The handset comes preinstalled with an array of games: Backgammon II, Golf Tour, Highroller Casino, Rally 3D, Sudoku, Snake III.
The Applications section includes such standard functions like Converter, Opera Mini, World Clock, Yahoo! Go, Widsets, Download!, Flickr, Messenger (Windows Live Messenger). Some markets may also see other applications installed on the 6600 Fold. New Java applications can be uploaded over the air or directly into the handset’s memory (no size limits).
Maps – maps are coming to S40 in the same way they are currently available with S60-powered devices, however, they are pretty much pointless on devices with no inbuilt GPS receivers, as we really doubt you will go to all the trouble of connecting an external GPS module. In my opinion, Google Maps would fit the 6600 Fold better. However, solutions carrying a GPS receiver on board will squeeze a lot more out of Nokia’s native application, thankfully, its functionality and design are the same as those found in S60.
As far as reception quality goes, the 6600 Fold is pretty good – overall it’s no different from other Nokia-branded solutions. The loudspeaker’s volume is average, even lower than that of some other Nokia’s offerings, and occasionally it falls flat in really noisy environments (but, it really depends why tune you currently use for your ring tone). The 6600 Fold’s vibro alert, on the contrary, is nothing to complain about.
With its price tag of 275 Euro, the 6600 Fold is an affordable, yet very likable (as far as its looks go) solution. Plus, it’s more of a feminine handset, so the audience ratio will revolve around 80 to 20 not in favor of men, and while in some regions the ratio may well shift back and forth, that’s what the big picture will look. Its tap commands add some special flavor to the phone and effectively put it in one boat with the Nokia 8800 Arte – using this feature you can disable the alarm clock, mute incoming calls and so forth. Speaking for myself, I must say that I liked the way the 6600 Fold is built, it feels like a very robust device, even though the materials it employs are nothing out of this world. Compared to the Motorola U9 materials-wise, the Nokia 6600 Fold stands strong and trumps the former hands down. But as far as other fronts are concerned, the 6600 is no match for the Motorola’s solution, all thanks to the latter’s mind-blowing screensavers for the secondary display, lighter price tag and comparable functionality (since there is no GPS, we’ll discount the maps in the 6600 Fold).
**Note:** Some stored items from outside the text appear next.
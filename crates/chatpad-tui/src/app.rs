use std::sync::Arc;
use std::time::Duration;

use chatpad_core::presets::DEFAULT_PRESET;
use chatpad_core::session::TurnPlan;
use chatpad_core::{
    token_usage_line, ChainSession, ChatSession, Completion, CompletionGateway, Config,
    GatewayError, OpenAIClient, PendingTurn, PresetStore, RequestParameters,
};
use ratatui::widgets::ListState;
use tokio::task::JoinHandle;
use tracing::{info, warn};

/// Which turn pipeline the session runs.
#[derive(Debug, Clone, Copy, PartialEq, Eq, clap::ValueEnum)]
pub enum Variant {
    /// Send preset, windowed history and the new message as a message list.
    Direct,
    /// Render one prompt from a template and a sliding-window memory.
    Chain,
}

impl Variant {
    pub fn display_name(&self) -> &'static str {
        match self {
            Variant::Direct => "direct",
            Variant::Chain => "chain",
        }
    }
}

#[derive(Debug, Clone, Copy, PartialEq, Eq)]
pub enum InputMode {
    Normal,
    Editing,
}

#[derive(Debug, Clone, Copy, PartialEq, Eq)]
pub enum ParamField {
    Temperature,
    MaxTokens,
    ContextLength,
}

impl ParamField {
    pub fn all() -> [ParamField; 3] {
        [ParamField::Temperature, ParamField::MaxTokens, ParamField::ContextLength]
    }

    pub fn label(&self) -> &'static str {
        match self {
            ParamField::Temperature => "Temperature",
            ParamField::MaxTokens => "Max tokens per response",
            ParamField::ContextLength => "Context length",
        }
    }
}

/// Result handed back by a background completion task.
pub enum TurnTask {
    Direct(PendingTurn, Result<Completion, GatewayError>),
    Chain(String, Result<String, GatewayError>),
}

pub struct App {
    // Core state
    pub should_quit: bool,
    pub input_mode: InputMode,
    pub variant: Variant,

    // Conversation state (one per variant, only the active one is used)
    pub session: ChatSession,
    pub chain_session: ChainSession,

    // Chat input and view
    pub query_input: String,
    pub query_cursor: usize,
    pub query_loading: bool,
    pub query_scroll: u16,
    pub query_chat_height: u16,
    pub query_chat_width: u16,
    pub query_task: Option<JoinHandle<TurnTask>>,
    pub animation_frame: u8,

    // Bumped on every clear; a reply for an older conversation is dropped
    pub conversation: u64,
    pub query_conversation: u64,

    // Presets
    pub presets: PresetStore,
    pub preset_labels: Vec<String>,
    pub selected_preset: String,
    pub show_preset_picker: bool,
    pub preset_picker_state: ListState,
    pub preset_task: Option<JoinHandle<PresetStore>>,

    // Request parameters
    pub params: RequestParameters,
    pub selected_param: usize,

    // Credential (memory only)
    pub credential: String,
    pub gateway: Option<Arc<OpenAIClient>>,
    pub show_api_key_input: bool,
    pub api_key_input: String,
    pub api_key_input_cursor: usize,

    pub config: Config,
}

impl App {
    pub fn new(config: Config, variant: Variant, credential: Option<String>) -> Self {
        let presets = PresetStore::builtin();
        let preset_labels = presets.list_labels();
        let selected_preset = presets
            .default_label()
            .unwrap_or(DEFAULT_PRESET)
            .to_string();

        let mut app = Self {
            should_quit: false,
            input_mode: InputMode::Editing,
            variant,

            session: ChatSession::new(),
            chain_session: ChainSession::default(),

            query_input: String::new(),
            query_cursor: 0,
            query_loading: false,
            query_scroll: 0,
            query_chat_height: 0,
            query_chat_width: 0,
            query_task: None,
            animation_frame: 0,

            conversation: 0,
            query_conversation: 0,

            presets,
            preset_labels,
            selected_preset,
            show_preset_picker: false,
            preset_picker_state: ListState::default(),
            preset_task: None,

            params: config.params.clamped(),
            selected_param: 0,

            credential: String::new(),
            gateway: None,
            show_api_key_input: false,
            api_key_input: String::new(),
            api_key_input_cursor: 0,

            config,
        };
        app.set_credential(credential.unwrap_or_default());
        app
    }

    /// Replace the in-memory key and rebuild the client around it.
    pub fn set_credential(&mut self, key: String) {
        self.gateway = if key.is_empty() {
            None
        } else {
            Some(Arc::new(OpenAIClient::with_options(
                &key,
                &self.config.model,
                &self.config.base_url,
                self.config.request_timeout_secs.map(Duration::from_secs),
            )))
        };
        self.credential = key;
    }

    /// Download community presets in the background.
    pub fn spawn_preset_download(&mut self, url: String) {
        let mut store = self.presets.clone();
        self.preset_task = Some(tokio::spawn(async move {
            store.merge_remote(&reqwest::Client::new(), &url).await;
            store
        }));
    }

    pub fn instruction(&self) -> String {
        match self.presets.get(&self.selected_preset) {
            Ok(instruction) => instruction.to_string(),
            Err(e) => {
                warn!("{}; sending without a system message", e);
                String::new()
            }
        }
    }

    pub fn display_pairs(&self) -> Vec<(String, String)> {
        match self.variant {
            Variant::Direct => self.session.report().pairs,
            Variant::Chain => self.chain_session.pairs().to_vec(),
        }
    }

    pub fn token_line(&self) -> String {
        match self.variant {
            Variant::Direct => token_usage_line(self.session.total_tokens()),
            Variant::Chain => String::new(),
        }
    }

    /// Submit whatever is in the input box. Ignored while a request is running.
    pub fn submit_query(&mut self) {
        if self.query_task.is_some() {
            return;
        }
        let text = std::mem::take(&mut self.query_input);
        self.query_cursor = 0;

        match self.variant {
            Variant::Direct => self.submit_direct(&text),
            Variant::Chain => self.submit_chain(&text),
        }
        self.scroll_query_to_bottom();
    }

    fn submit_direct(&mut self, text: &str) {
        let instruction = self.instruction();
        match self.session.prepare_turn(&self.credential, text, &instruction, &self.params) {
            TurnPlan::Skip => {}
            TurnPlan::MissingCredential { user_text } => {
                self.session.record_missing_credential(&user_text);
            }
            TurnPlan::Request(pending) => match self.gateway.clone() {
                Some(gateway) => {
                    self.query_loading = true;
                    self.query_conversation = self.conversation;
                    self.query_task = Some(tokio::spawn(async move {
                        let result = gateway.complete(&pending.messages, &pending.params).await;
                        TurnTask::Direct(pending, result)
                    }));
                }
                None => self.session.record_missing_credential(&pending.user_text),
            },
        }
    }

    fn submit_chain(&mut self, text: &str) {
        if text.is_empty() {
            return;
        }
        let gateway = match self.gateway.clone() {
            Some(gateway) if !self.credential.is_empty() => gateway,
            _ => {
                self.chain_session.record_missing_credential(text);
                return;
            }
        };

        let chain = self.chain_session.chain().clone();
        let memory = self.chain_session.snapshot(&self.params);
        let text = text.to_string();
        let params = self.params;
        self.query_loading = true;
        self.query_conversation = self.conversation;
        self.query_task = Some(tokio::spawn(async move {
            let result = chain.call(gateway.as_ref(), &memory, &text, &params).await;
            TurnTask::Chain(text, result)
        }));
    }

    /// Fold finished background work back into the app.
    pub async fn poll_tasks(&mut self) {
        if self.query_task.as_ref().is_some_and(|t| t.is_finished()) {
            if let Some(task) = self.query_task.take() {
                self.query_loading = false;
                match task.await {
                    Ok(_) if self.query_conversation != self.conversation => {
                        info!("Dropping reply for a cleared conversation");
                    }
                    Ok(TurnTask::Direct(pending, result)) => self.session.finish_turn(pending, result),
                    Ok(TurnTask::Chain(text, result)) => self.chain_session.finish_turn(&text, result),
                    Err(e) => warn!("Completion task failed: {}", e),
                }
                self.scroll_query_to_bottom();
            }
        }

        if self.preset_task.as_ref().is_some_and(|t| t.is_finished()) {
            if let Some(task) = self.preset_task.take() {
                match task.await {
                    Ok(store) => {
                        info!(presets = store.len(), "Preset list updated");
                        self.presets = store;
                        self.preset_labels = self.presets.list_labels();
                        if !self.presets.contains(&self.selected_preset) {
                            self.selected_preset = self.preset_labels[0].clone();
                        }
                    }
                    Err(e) => warn!("Preset download task failed: {}", e),
                }
            }
        }
    }

    /// Start a new conversation.
    pub fn clear_conversation(&mut self) {
        self.conversation = self.conversation.wrapping_add(1);
        self.session.clear();
        self.chain_session.clear();
        self.query_input.clear();
        self.query_cursor = 0;
        self.query_scroll = 0;
    }

    pub fn tick_animation(&mut self) {
        if self.query_loading {
            self.animation_frame = (self.animation_frame + 1) % 3;
        }
    }

    // Preset picker
    pub fn open_preset_picker(&mut self) {
        let current = self.preset_labels.iter().position(|l| *l == self.selected_preset);
        self.preset_picker_state.select(current.or(Some(0)));
        self.show_preset_picker = true;
    }

    pub fn preset_picker_nav_down(&mut self) {
        let len = self.preset_labels.len();
        if len > 0 {
            let i = self.preset_picker_state.selected().unwrap_or(0);
            self.preset_picker_state.select(Some((i + 1).min(len - 1)));
        }
    }

    pub fn preset_picker_nav_up(&mut self) {
        let i = self.preset_picker_state.selected().unwrap_or(0);
        self.preset_picker_state.select(Some(i.saturating_sub(1)));
    }

    pub fn select_preset(&mut self) {
        if let Some(i) = self.preset_picker_state.selected() {
            if let Some(label) = self.preset_labels.get(i) {
                self.selected_preset = label.clone();
            }
        }
        self.show_preset_picker = false;
    }

    // Parameter controls
    pub fn current_param(&self) -> ParamField {
        ParamField::all()[self.selected_param]
    }

    pub fn param_nav(&mut self, down: bool) {
        let len = ParamField::all().len();
        self.selected_param = if down {
            (self.selected_param + 1).min(len - 1)
        } else {
            self.selected_param.saturating_sub(1)
        };
    }

    pub fn adjust_param(&mut self, up: bool) {
        match self.current_param() {
            ParamField::Temperature => self.params.step_temperature(up),
            ParamField::MaxTokens => self.params.step_max_tokens(if up { 100 } else { -100 }),
            ParamField::ContextLength => self.params.step_context_length(up),
        }
    }

    pub fn param_value(&self, field: ParamField) -> String {
        match field {
            ParamField::Temperature => format!("{:.1}", self.params.temperature),
            ParamField::MaxTokens => self.params.max_tokens.to_string(),
            ParamField::ContextLength => self.params.context_length.to_string(),
        }
    }

    /// Scroll chat to bottom so the latest reply is visible
    pub fn scroll_query_to_bottom(&mut self) {
        let wrap_width = if self.query_chat_width > 0 {
            self.query_chat_width as usize
        } else {
            50
        };

        let mut total_lines: u16 = 0;
        for (prompt, reply) in self.display_pairs() {
            for text in [prompt, reply] {
                total_lines = total_lines.saturating_add(1);
                for line in text.lines() {
                    let wrapped = line.chars().count() / wrap_width + 1;
                    total_lines = total_lines.saturating_add(u16::try_from(wrapped).unwrap_or(u16::MAX));
                }
                total_lines = total_lines.saturating_add(1);
            }
        }
        if self.query_loading {
            total_lines = total_lines.saturating_add(2);
        }

        let visible_height = if self.query_chat_height > 0 {
            self.query_chat_height
        } else {
            20
        };
        self.query_scroll = total_lines.saturating_sub(visible_height);
    }
}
However, on the downside, the U9 is more exposed to wear and tear, plus the plastic on its face is softer and more fragile. But still, with its lighter price tag, the U9 is more than an appealing choice; nonetheless there are enough users out there who are in the market for this type of phone and some of them need only Nokia, so both handsets will enjoy some sales.
Among the letdowns of the Nokia 6600 Fold is the outer display’s poor performance in the sun – it gets completely washed out; so, it turns out that the maker has gone for style over substance, which is not a rare thing these days.
On the upside, it comes preinstalled with a good roster of games, Flikr support (first time ever on an S40 device, although few will really use it – most of those who really need it already have S60-powered phones in their pockets) and Windows Live Messenger (for some markets it’s a decent offering with no counterparts out there).
We can’t say the 6600 Fold has what it takes to produce a WOW-effect, even the electromagnetic opening mechanism is usually met with no hype or enthusiasm. But, on balance, it’s a well-rounded fashion-conscious solution. As its price goes down, its popularity index will soar, or at least, substantially increase. Fitting the mold set by other players Nokia is heading towards highly specialized devices in an effort to divide the market up into small niches. This gives other makers a chance to come up with strong offerings too, since “all-in-one” solutions don’t have a wide range of price segments to hope on and by definition can’t be widely adopted, so step by step they are forgoing this device class. This is certainly a pity.